_Exercise instructions_. Say how many lines in the listing contain the string "Where", giving the number alone.

_Record set_.
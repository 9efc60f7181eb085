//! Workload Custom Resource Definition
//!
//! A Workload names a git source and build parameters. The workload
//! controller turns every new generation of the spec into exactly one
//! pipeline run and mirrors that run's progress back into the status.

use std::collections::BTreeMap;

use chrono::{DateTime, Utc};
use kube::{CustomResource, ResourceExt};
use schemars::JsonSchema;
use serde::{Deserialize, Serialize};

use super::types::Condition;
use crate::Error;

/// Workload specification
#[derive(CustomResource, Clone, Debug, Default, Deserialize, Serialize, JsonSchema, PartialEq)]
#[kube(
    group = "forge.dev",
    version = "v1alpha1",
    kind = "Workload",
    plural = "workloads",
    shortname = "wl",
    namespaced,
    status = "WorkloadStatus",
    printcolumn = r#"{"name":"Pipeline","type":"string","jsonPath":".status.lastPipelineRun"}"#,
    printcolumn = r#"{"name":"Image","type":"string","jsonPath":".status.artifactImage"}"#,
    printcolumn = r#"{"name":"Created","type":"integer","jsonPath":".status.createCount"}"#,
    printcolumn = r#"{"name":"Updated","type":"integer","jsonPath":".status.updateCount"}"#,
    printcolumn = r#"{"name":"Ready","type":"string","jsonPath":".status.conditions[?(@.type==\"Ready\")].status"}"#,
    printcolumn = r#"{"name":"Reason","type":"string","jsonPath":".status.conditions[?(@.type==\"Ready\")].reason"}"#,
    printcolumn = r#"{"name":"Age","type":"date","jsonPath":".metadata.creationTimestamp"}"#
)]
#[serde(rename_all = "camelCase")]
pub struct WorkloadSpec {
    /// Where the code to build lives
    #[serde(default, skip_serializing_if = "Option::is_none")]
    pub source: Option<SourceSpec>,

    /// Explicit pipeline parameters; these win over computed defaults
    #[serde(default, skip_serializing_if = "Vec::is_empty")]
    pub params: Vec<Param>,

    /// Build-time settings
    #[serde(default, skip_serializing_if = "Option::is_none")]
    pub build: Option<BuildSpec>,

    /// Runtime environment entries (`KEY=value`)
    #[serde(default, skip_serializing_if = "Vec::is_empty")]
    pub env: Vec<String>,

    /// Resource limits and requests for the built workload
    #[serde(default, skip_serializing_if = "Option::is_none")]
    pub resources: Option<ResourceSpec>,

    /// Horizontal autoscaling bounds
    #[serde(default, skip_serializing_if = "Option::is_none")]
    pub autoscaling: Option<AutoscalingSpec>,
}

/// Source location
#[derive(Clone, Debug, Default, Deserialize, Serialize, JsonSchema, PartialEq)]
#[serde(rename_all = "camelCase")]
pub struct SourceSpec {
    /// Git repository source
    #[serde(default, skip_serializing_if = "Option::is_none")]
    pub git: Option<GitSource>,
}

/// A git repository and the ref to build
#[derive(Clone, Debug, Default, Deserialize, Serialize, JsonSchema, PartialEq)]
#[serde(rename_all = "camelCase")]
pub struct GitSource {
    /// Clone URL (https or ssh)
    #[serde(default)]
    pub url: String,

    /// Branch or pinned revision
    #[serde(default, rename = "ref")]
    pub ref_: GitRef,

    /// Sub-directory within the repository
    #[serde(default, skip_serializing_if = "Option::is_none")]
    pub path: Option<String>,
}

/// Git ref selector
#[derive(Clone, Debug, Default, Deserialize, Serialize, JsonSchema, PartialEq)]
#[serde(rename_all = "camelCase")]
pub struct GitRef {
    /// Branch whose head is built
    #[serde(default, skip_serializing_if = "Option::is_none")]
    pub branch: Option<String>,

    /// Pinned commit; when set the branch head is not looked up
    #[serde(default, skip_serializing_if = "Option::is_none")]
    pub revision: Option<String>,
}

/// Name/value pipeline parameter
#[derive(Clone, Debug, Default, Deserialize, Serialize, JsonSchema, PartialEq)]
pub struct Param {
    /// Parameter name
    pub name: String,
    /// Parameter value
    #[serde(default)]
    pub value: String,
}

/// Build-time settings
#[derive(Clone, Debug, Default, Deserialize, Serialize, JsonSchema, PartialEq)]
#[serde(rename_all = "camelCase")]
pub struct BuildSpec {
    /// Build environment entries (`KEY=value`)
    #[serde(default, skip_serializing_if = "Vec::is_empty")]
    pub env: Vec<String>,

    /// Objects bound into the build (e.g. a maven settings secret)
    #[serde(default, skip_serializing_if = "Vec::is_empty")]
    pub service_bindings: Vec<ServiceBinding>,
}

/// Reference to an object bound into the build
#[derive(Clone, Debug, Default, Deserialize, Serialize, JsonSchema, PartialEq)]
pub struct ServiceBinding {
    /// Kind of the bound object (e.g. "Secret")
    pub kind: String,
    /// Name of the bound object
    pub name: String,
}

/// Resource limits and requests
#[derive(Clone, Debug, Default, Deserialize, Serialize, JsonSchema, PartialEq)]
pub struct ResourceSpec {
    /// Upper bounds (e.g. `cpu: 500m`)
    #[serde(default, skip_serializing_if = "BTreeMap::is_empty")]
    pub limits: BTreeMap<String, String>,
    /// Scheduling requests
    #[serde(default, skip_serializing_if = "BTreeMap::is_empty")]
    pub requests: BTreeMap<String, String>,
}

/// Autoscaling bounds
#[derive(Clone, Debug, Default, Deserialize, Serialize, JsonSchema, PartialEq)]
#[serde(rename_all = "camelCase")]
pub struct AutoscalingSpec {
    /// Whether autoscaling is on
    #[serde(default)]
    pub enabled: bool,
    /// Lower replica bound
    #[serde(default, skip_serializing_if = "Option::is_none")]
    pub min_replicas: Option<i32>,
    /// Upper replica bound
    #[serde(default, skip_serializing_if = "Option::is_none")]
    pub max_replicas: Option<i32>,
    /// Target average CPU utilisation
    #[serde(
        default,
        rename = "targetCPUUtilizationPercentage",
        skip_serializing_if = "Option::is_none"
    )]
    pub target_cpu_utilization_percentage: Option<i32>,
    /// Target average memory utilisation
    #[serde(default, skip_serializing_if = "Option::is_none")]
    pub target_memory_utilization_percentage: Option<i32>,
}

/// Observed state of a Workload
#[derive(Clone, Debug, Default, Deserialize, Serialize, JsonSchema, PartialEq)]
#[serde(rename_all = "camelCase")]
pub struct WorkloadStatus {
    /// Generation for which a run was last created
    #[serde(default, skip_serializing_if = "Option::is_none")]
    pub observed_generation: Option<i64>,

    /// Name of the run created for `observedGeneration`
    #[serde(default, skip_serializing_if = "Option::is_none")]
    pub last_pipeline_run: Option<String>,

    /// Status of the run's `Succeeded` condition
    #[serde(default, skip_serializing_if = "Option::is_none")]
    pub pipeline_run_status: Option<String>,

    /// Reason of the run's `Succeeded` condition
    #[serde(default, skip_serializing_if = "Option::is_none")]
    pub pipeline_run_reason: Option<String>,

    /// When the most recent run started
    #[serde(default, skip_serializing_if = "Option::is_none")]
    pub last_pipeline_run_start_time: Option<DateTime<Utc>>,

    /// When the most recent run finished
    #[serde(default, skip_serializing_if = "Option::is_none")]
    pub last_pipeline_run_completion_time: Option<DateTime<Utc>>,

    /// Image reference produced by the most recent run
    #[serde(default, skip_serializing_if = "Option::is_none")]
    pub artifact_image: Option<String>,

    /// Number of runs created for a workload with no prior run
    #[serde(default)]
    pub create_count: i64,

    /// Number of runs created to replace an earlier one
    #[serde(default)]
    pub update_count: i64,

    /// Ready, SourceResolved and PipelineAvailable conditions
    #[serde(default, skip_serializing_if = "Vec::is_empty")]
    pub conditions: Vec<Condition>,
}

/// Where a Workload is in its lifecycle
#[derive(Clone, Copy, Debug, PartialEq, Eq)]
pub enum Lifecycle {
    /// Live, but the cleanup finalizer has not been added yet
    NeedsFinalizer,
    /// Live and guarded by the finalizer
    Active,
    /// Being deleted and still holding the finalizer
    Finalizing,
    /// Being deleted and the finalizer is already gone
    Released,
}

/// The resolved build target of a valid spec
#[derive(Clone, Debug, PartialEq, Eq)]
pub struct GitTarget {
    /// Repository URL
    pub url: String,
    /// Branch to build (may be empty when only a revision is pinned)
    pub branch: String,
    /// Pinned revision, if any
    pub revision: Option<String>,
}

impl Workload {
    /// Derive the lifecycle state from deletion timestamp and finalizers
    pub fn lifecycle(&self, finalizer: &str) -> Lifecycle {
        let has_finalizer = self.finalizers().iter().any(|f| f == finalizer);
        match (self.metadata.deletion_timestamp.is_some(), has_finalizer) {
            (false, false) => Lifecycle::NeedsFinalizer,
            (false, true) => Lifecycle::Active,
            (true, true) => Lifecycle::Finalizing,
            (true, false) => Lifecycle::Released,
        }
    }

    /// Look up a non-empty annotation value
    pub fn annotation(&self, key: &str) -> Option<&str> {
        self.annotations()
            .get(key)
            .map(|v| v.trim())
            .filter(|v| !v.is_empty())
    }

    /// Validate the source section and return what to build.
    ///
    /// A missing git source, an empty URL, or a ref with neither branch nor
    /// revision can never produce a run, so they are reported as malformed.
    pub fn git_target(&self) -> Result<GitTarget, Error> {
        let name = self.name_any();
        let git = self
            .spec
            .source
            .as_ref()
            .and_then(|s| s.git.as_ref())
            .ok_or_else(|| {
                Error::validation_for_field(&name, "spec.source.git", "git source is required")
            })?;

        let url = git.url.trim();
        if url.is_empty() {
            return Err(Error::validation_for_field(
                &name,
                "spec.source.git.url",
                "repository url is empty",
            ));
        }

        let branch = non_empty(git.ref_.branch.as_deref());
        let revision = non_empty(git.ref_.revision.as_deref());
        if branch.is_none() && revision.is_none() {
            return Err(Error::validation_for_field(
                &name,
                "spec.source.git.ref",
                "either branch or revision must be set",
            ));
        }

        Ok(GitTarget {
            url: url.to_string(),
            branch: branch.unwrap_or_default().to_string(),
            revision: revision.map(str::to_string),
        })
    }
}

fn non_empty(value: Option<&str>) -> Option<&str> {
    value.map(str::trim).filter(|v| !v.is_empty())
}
==
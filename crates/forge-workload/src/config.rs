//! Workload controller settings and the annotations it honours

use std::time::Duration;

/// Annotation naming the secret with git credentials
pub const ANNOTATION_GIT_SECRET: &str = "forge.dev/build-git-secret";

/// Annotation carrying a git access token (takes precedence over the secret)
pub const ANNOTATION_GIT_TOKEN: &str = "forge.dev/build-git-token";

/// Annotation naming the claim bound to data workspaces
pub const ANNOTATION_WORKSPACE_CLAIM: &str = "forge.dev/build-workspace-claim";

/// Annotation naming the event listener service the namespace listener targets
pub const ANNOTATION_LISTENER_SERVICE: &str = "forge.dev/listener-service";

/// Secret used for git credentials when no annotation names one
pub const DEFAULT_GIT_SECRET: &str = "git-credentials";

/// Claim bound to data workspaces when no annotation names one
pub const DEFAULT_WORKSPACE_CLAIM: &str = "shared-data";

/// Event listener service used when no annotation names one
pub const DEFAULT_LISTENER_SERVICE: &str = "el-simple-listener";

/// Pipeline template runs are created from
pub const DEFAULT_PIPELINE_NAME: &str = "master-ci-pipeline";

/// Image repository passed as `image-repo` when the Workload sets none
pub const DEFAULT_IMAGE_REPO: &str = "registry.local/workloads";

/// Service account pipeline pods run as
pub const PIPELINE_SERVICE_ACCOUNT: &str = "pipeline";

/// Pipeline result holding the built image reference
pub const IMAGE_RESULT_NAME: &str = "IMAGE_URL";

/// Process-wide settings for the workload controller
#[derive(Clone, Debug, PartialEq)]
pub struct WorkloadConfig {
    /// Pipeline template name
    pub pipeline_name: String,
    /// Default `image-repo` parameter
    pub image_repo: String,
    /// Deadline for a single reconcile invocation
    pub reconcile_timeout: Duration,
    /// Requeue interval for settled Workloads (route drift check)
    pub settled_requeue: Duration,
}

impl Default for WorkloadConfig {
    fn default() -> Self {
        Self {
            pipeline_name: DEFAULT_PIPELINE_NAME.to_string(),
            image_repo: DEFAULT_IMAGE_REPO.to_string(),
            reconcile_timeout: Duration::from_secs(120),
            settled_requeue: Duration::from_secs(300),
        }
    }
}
* * *
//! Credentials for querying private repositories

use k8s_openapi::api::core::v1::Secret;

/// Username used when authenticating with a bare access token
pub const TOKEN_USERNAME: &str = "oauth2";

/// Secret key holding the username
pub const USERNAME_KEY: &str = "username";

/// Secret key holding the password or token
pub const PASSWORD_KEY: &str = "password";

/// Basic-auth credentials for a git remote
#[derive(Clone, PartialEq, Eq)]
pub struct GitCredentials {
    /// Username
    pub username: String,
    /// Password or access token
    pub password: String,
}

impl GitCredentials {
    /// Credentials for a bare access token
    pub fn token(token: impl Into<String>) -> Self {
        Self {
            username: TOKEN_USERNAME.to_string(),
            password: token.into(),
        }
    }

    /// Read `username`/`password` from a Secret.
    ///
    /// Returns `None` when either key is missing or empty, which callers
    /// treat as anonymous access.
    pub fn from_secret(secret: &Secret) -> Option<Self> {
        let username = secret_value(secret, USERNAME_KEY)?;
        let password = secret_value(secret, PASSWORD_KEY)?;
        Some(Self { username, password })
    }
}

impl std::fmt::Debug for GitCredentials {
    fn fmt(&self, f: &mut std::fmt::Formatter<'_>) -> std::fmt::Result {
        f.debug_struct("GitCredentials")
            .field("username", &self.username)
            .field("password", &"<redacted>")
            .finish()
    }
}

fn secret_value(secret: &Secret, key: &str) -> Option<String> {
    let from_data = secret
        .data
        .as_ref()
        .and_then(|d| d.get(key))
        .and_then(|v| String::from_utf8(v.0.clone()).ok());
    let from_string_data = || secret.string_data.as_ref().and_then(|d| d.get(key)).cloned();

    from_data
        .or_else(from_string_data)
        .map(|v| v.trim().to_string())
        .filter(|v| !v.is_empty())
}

_Exercise output_. 2